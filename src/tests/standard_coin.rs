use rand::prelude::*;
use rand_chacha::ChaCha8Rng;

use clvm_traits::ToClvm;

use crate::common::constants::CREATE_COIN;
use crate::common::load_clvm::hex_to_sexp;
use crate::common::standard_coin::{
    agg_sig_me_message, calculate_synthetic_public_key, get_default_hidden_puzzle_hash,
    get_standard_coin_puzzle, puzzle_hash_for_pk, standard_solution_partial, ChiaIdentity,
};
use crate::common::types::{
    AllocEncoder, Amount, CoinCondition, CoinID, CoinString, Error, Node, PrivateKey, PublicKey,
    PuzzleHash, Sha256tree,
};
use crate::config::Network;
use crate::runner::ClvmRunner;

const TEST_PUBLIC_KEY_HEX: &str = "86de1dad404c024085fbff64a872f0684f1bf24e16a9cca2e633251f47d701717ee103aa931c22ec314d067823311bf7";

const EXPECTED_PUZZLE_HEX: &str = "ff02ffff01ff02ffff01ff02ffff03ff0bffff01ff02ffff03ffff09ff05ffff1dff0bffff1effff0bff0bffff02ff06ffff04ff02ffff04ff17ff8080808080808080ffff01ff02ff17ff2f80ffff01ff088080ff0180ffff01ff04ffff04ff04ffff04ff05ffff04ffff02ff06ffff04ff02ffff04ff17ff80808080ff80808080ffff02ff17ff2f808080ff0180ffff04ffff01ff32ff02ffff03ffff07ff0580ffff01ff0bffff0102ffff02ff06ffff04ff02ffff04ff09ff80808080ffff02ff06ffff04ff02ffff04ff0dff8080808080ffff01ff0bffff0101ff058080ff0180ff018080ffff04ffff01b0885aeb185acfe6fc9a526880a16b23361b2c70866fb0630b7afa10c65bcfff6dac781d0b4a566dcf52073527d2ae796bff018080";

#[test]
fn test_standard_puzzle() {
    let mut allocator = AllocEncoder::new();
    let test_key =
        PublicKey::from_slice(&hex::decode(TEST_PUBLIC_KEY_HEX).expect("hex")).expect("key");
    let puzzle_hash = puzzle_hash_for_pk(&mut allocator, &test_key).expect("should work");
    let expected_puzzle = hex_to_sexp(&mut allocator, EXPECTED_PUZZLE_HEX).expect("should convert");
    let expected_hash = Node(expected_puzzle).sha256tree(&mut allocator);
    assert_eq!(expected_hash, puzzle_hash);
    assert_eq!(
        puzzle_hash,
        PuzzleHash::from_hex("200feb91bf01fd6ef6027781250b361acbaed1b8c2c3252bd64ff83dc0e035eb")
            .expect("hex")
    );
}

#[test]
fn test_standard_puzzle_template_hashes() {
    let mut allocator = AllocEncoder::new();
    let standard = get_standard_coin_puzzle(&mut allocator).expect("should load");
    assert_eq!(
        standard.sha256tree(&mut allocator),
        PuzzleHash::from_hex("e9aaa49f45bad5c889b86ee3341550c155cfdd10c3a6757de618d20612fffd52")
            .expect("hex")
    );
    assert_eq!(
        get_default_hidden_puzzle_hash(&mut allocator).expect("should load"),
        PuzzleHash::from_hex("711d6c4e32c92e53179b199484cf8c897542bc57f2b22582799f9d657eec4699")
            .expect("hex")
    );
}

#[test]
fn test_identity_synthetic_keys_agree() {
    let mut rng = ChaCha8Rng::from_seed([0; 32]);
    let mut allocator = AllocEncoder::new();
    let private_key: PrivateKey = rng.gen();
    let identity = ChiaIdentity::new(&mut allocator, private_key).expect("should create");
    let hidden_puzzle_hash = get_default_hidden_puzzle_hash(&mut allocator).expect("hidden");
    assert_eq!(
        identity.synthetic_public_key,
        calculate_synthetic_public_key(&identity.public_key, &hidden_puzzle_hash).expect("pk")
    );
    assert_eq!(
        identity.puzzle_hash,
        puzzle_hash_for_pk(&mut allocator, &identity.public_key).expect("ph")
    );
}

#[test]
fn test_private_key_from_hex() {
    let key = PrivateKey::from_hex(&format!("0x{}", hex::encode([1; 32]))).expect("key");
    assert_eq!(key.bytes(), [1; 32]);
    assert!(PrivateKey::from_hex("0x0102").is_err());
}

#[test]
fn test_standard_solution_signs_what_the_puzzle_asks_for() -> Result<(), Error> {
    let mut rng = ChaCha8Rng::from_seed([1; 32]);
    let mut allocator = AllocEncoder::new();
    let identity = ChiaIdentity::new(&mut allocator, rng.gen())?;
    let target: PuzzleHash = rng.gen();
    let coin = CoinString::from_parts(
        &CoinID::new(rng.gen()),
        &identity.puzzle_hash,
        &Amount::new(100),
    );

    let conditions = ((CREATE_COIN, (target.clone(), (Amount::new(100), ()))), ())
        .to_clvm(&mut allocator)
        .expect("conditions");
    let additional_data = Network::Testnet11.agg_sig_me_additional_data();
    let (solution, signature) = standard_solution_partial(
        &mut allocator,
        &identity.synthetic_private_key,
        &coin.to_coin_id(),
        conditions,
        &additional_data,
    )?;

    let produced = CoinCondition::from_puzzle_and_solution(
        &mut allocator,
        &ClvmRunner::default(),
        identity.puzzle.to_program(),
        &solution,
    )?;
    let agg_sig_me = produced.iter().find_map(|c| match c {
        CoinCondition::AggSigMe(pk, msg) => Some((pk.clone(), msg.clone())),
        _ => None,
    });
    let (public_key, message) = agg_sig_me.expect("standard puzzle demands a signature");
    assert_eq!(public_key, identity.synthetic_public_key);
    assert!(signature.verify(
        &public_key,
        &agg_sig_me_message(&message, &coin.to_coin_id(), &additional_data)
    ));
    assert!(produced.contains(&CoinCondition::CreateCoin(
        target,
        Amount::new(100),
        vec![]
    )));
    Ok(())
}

• • •

TASK TO COMPLETE – Reproduce, exactly and without additions, the run of lines from the start of the listing above to the line bearing "const TEST_PUBLIC_KEY_HEX: &str", inclusive.

RESPONSE BOX –
filename src/tests/standard_coin.rs
use rand::prelude::*;
use rand_chacha::ChaCha8Rng;

use clvm_traits::ToClvm;

use crate::common::constants::CREATE_COIN;
use crate::common::load_clvm::hex_to_sexp;
use crate::common::standard_coin::{
    agg_sig_me_message, calculate_synthetic_public_key, get_default_hidden_puzzle_hash,
    get_standard_coin_puzzle, puzzle_hash_for_pk, standard_solution_partial, ChiaIdentity,
};
use crate::common::types::{
    AllocEncoder, Amount, CoinCondition, CoinID, CoinString, Error, Node, PrivateKey, PublicKey,
    PuzzleHash, Sha256tree,
};
use crate::config::Network;
use crate::runner::ClvmRunner;

const TEST_PUBLIC_KEY_HEX: &str = "86de1dad404c024085fbff64a872f0684f1bf24e16a9cca2e633251f47d701717ee103aa931c22ec314d067823311bf7";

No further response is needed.